1985 was the WORST Year for Movies - Part Nine

Well, we all knew the day would come.

This is the last of my diatribes against this, the worst of all years for motion pictures.

The pits of the century.

And since I'm comfortably certain I won't be around to comment that 2085 was the WORST Year for Movies, I will let future generations look back on these writings and shudder with a frightening possibility that there may be indeed another year which is just as bad as this one.

Talk about a longshot.

So, go on ahead and take a look at these, the final choices from Ground Zero for lousiness. Look on their works, ye mighty, and despair.

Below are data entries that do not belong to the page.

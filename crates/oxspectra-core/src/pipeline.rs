//! Validated Conversion Front-End
//!
//! [`SpectralPipeline`] binds an observer table to an illuminant once,
//! checks everything that can be checked up front, and then exposes the
//! raw transforms behind length-validated batch methods. The raw functions
//! in [`crate::spectral::integrate`], [`crate::color::lab`] and
//! [`crate::color::xyy`] stay available for callers that prefer silent
//! numeric propagation over errors.

use crate::color::lab::{Lab, xyz_to_lab};
use crate::color::white_point::WhitePoint;
use crate::color::xyy::{XyY, xyz_to_xyy};
use crate::color::xyz::Xyz;
use crate::error::{Error, Result};
use crate::spectral::cmf::Cmf;
use crate::spectral::integrate;

/// A validated observer/illuminant configuration
///
/// Construction fails on an empty observer table, a wavelength-grid
/// mismatch, or an illuminant that integrates to zero. The reference white
/// defaults to the tristimulus of the perfect diffuse reflector under the
/// configured pair, which keeps neutral samples exactly neutral in Lab.
#[derive(Debug, Clone)]
pub struct SpectralPipeline {
    cmf: Cmf,
    illuminant: Vec<f64>,
    white: WhitePoint,
}

impl SpectralPipeline {
    /// Bind an observer table to an illuminant
    pub fn new(cmf: Cmf, illuminant: Vec<f64>) -> Result<Self> {
        if cmf.is_empty() {
            return Err(Error::EmptySpectrum);
        }
        if illuminant.len() != cmf.len() {
            return Err(Error::GridMismatch {
                expected: cmf.len(),
                actual: illuminant.len(),
            });
        }
        if !integrate::normalization_constant(&cmf, &illuminant).is_finite() {
            return Err(Error::DegenerateIlluminant);
        }

        let white = WhitePoint {
            name: "derived",
            xyz: integrate::reference_white(&cmf, &illuminant),
        };

        Ok(Self {
            cmf,
            illuminant,
            white,
        })
    }

    /// Replace the derived reference white
    ///
    /// All three components must be strictly positive and finite since they
    /// are used as divisors in the Lab conversion.
    pub fn with_white(mut self, white: WhitePoint) -> Result<Self> {
        for (component, value) in [
            ("X", white.xyz.x),
            ("Y", white.xyz.y),
            ("Z", white.xyz.z),
        ] {
            if !value.is_finite() || value <= 0.0 {
                return Err(Error::NonPositiveWhite { component, value });
            }
        }
        self.white = white;
        Ok(self)
    }

    /// The reference white used by [`Self::lab`]
    pub fn white(&self) -> &WhitePoint {
        &self.white
    }

    /// The bound observer table
    pub fn cmf(&self) -> &Cmf {
        &self.cmf
    }

    /// The bound illuminant spectrum
    pub fn illuminant(&self) -> &[f64] {
        &self.illuminant
    }

    /// Number of wavelength samples in the bound grid
    pub fn grid_len(&self) -> usize {
        self.cmf.len()
    }

    /// Integrate reflectance spectra to tristimulus values
    pub fn tristimulus(&self, reflectances: &[Vec<f64>]) -> Result<Vec<Xyz>> {
        self.check_samples(reflectances)?;
        Ok(integrate::reflectance_to_xyz(
            reflectances,
            &self.cmf,
            &self.illuminant,
        ))
    }

    /// Integrate reflectance spectra and convert to Lab
    pub fn lab(&self, reflectances: &[Vec<f64>]) -> Result<Vec<Lab>> {
        let xyz = self.tristimulus(reflectances)?;
        Ok(xyz_to_lab(&xyz, &self.white))
    }

    /// Integrate reflectance spectra and project onto chromaticity
    pub fn chromaticity(&self, reflectances: &[Vec<f64>]) -> Result<Vec<XyY>> {
        let xyz = self.tristimulus(reflectances)?;
        Ok(xyz_to_xyy(&xyz))
    }

    fn check_samples(&self, reflectances: &[Vec<f64>]) -> Result<()> {
        for reflectance in reflectances {
            if reflectance.len() != self.cmf.len() {
                return Err(Error::GridMismatch {
                    expected: self.cmf.len(),
                    actual: reflectance.len(),
                });
            }
        }
        Ok(())
    }
}
//! Observer Color-Matching Functions
//!
//! A standard observer is represented by three sensitivity curves sampled
//! on a shared wavelength grid. The grid itself is implicit: the observer,
//! illuminant and reflectance spectra handed to an integration must all be
//! sampled at the same wavelengths, in the same order.

/// Color-matching functions sampled on a wavelength grid
///
/// Row i holds the [xbar, ybar, zbar] sensitivities at the i-th wavelength.
#[derive(Debug, Clone, PartialEq)]
#[cfg_attr(feature = "serde", derive(serde::Serialize, serde::Deserialize))]
pub struct Cmf {
    /// One [xbar, ybar, zbar] row per wavelength sample
    pub values: Vec<[f64; 3]>,
}

impl Cmf {
    /// Create color-matching functions from row-major samples
    pub fn new(values: Vec<[f64; 3]>) -> Self {
        Self { values }
    }

    /// Create color-matching functions from three separate channel curves
    ///
    /// # Panics
    ///
    /// Panics if the three channels have different lengths.
    pub fn from_channels(x_bar: &[f64], y_bar: &[f64], z_bar: &[f64]) -> Self {
        assert_eq!(
            x_bar.len(),
            y_bar.len(),
            "channel length mismatch: xbar has {} samples, ybar has {}",
            x_bar.len(),
            y_bar.len()
        );
        assert_eq!(
            y_bar.len(),
            z_bar.len(),
            "channel length mismatch: ybar has {} samples, zbar has {}",
            y_bar.len(),
            z_bar.len()
        );

        let values = x_bar
            .iter()
            .zip(y_bar)
            .zip(z_bar)
            .map(|((&x, &y), &z)| [x, y, z])
            .collect();
        Self { values }
    }

    /// Number of wavelength samples
    #[inline]
    pub fn len(&self) -> usize {
        self.values.len()
    }

    /// Whether the table has no samples
    #[inline]
    pub fn is_empty(&self) -> bool {
        self.values.is_empty()
    }
}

And for the last time, in random order:

THAT WAS THEN...THIS IS NOW

Author S.E. Hinton's books had a lot of filmed exposure in the early Eighties, what with 1982's Tex (starring Matt Dillon) and 1983's Rumble Fish (starring Matt Dillon and Mickey Rourke) and The Outsiders (starring Matt Dillon and every major young male actor in Hollywood at the time). That was Then...This is Now seems made as either an afterthought or to finish out a contractual obligation. It's nothing on its betters, nowhere nearly as well-directed and features Emilio Estevez in one of his early performances on his way to becoming a Brat Packer and B-movie staple Craig Sheffer, stumbling away from Voyage of the Rock Aliens. Maybe they should have paid the extra money and got Matt Dillon....



TOMBOY

Every year has its share of stupid, sleazy sex comedies. 1985 was no different but in Tomboy the viewer must watch Betsy Russell squander away a once-promising career in trash about a pretty girl who's a good mechanic, loves cars and - gasp - can race against the best guys around! This would have been popular around the 1950s (when this was news), but this is the 1980s (when this was NOT news) and only serves to flash breasts, butts, and misplaced machismo with some well-placed swear words and the caveman aesthetic against women in general. Betsy Russell, where are you? Come back to us, all is forgiven.




GOTCHA!

Jeff Kanew directed Revenge of the Nerds. Is this the guy you want directing your college comedy/spy intrigue/romance movie? I'd say no, but then again what do I know? Anthony Edwards tries his best and Linda Fiorentino adds immeasurable class but Gotcha! serves only as a reminder that the Cold War is over, punk is dead, T.A.G.: The Assassination Game was far better, Kanew is a boring hack director and Linda Fiorentino could make a movie about compost heaps sexy. Too bad Gotcha! was one compost heap she couldn't work her magic on.





SECRET ADMIRER

Here's a teenie comedy with the same idea as A Letter to Three Wives (kinda-sorta) only this time a love letter makes the rounds in a small town, igniting passion, confusion and hi-jinks galore. How could such a sure fire idea fail so completely? By being under-written, directed like a dog food commercial and lazily cast (Lori Loughlin...C. Thomas Howell...Kelly Preston...they were in all these kind of movies) and poor Dee Wallace-Stone is dragged into this for no reason whatsoever.







SUBWAY

Luc Besson wrote and directed a lot of movies, but this is one that gives art films a bad name. A shockingly blond Christopher Lambert stumbles around a subway in Paris, Isabelle Adjani bumps into him every so often, lots of neon and sleek Eighties architecture and art glides by and we soon realize - after a dying Lambert starts singing along with the end credits song - that we've watched nothing. This is worse than Last Year at Marienbad and that's saying a lot.








FINAL JUSTICE

It's not every actor who can make a career out of playing the same character in different movies. Joe Don Baker has played Buford Pusser in every movie he's been in since 1973...even when that wasn't necessarily who the character was supposed to be. Final Justice extends the partnership between Joe Don and writer/director/actor Greydon Clark, this time by playing a Texas sheriff extraditing a dangerous criminal to Malta. At least Mitchell had a Seventies vibe going for it - this thing doesn't even have a decent ending! I hate you, Malta!!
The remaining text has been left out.